Ramirez seeks to have Pastor Dana Moore of Second Baptist Church in Corpus Christi present with him as he receives lethal injection, and laying hands on him as he is dying. He was told that this would not be possible and that ​​personal contact by his pastor would not be permitted.

During the Nov. 9 arguments, Texas’ Solicitor General Judd Stone admitted to Justice Stephen Breyer that audible prayer and touching during executions were “commonplace,” and that there were no incidents in the nearly four decades that Texas permitted spiritual advisors to accompany condemned prisoners in the death chamber. 

Texas allowed spiritual advisors to join prisoners in the death chamber from 1982 until 2019, when a Buddhist inmate requested to be joined by a Buddhist chaplain. At the time, only employees of the Texas Department of Criminal Justice were permitted in the death chamber, and the TDCJ did not employ a Buddhist chaplain. Rather than hire one, the state banned all spiritual advisors from the execution chamber. 

“So we have experience and there's never been a problem. All right. That's -- that's what you think,” said Breyer. “I mean, I don't know if you think it, but, I mean, at least that's the best you can answer.” 

Stone told Justice Elena Kagan that he could not think of an example of a spiritual advisor interfering with an execution in another state either, but that this situation was rather unique to Texas.

“We reached out to other states, and because this is very new in the handful of jurisdictions that allow it, I'm not surprised that we have none of them,” said Stone. “This is the sort of thing we would anticipate to be a very low likelihood of occurring. It just has a catastrophic potential of potential damage if it did.”

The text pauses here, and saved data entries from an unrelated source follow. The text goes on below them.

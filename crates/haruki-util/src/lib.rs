//! Shared utilities for harukid
//!
//! This crate provides:
//! - ID types (OwnerKey, SessionId, ClientId)
//! - Time utilities (monotonic instants on the tokio clock)
//! - Error types
//! - The notification dedup gate
//! - Text helpers for display labels
//! - Default paths for the config file and socket

mod dedup;
mod error;
mod ids;
mod paths;
mod text;
mod time;

pub use dedup::*;
pub use error::*;
pub use ids::*;
pub use paths::*;
pub use text::*;
pub use time::*;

That exchange, said Becket Vice President and Senior Counsel Eric Rassbach, should imply an easy victory for Ramirez. (Becket filed an amicus brief in support of Ramirez.)

“The facts of this case alone is that to be a nine to zero win for the prisoner,” said Rassbach in a press call following oral arguments. “These are the kinds of things that Texas has shown it can do in the past and ought to be able to do now, just like everyone else.”

However, this may not be the case, as the situation is more complicated than simply allowing a prisoner to be with his pastor during the last moments of his life. 

“The justices are concerned about the future cases that will happen,” said Rassbach. “And they're trying to figure out how to draw lines and set standards in this area. In particular, they're worried about either side--either the prisoner or the prison system--gaming the system in order to gain an advantage.” 

Typically, Rassbach explained, cases related to the death penalty come up on the emergency docket, not something scheduled ahead of time.

History could play a role in determining what “line” is set by the justices when it comes to this case, said Rassbach. This history, he said, would side with allowing Ramirez to have access to his clergy, as has been the practice for centuries in the United States. 

“From our point of view, if George Washington could do it, if the United States Army could do it after the Nuremberg Trials, if almost every state can do it and the federal government can do it, Texas ought to be able to do it too,” he said. 

“Frankly, Texas itself used to do it until 2019.”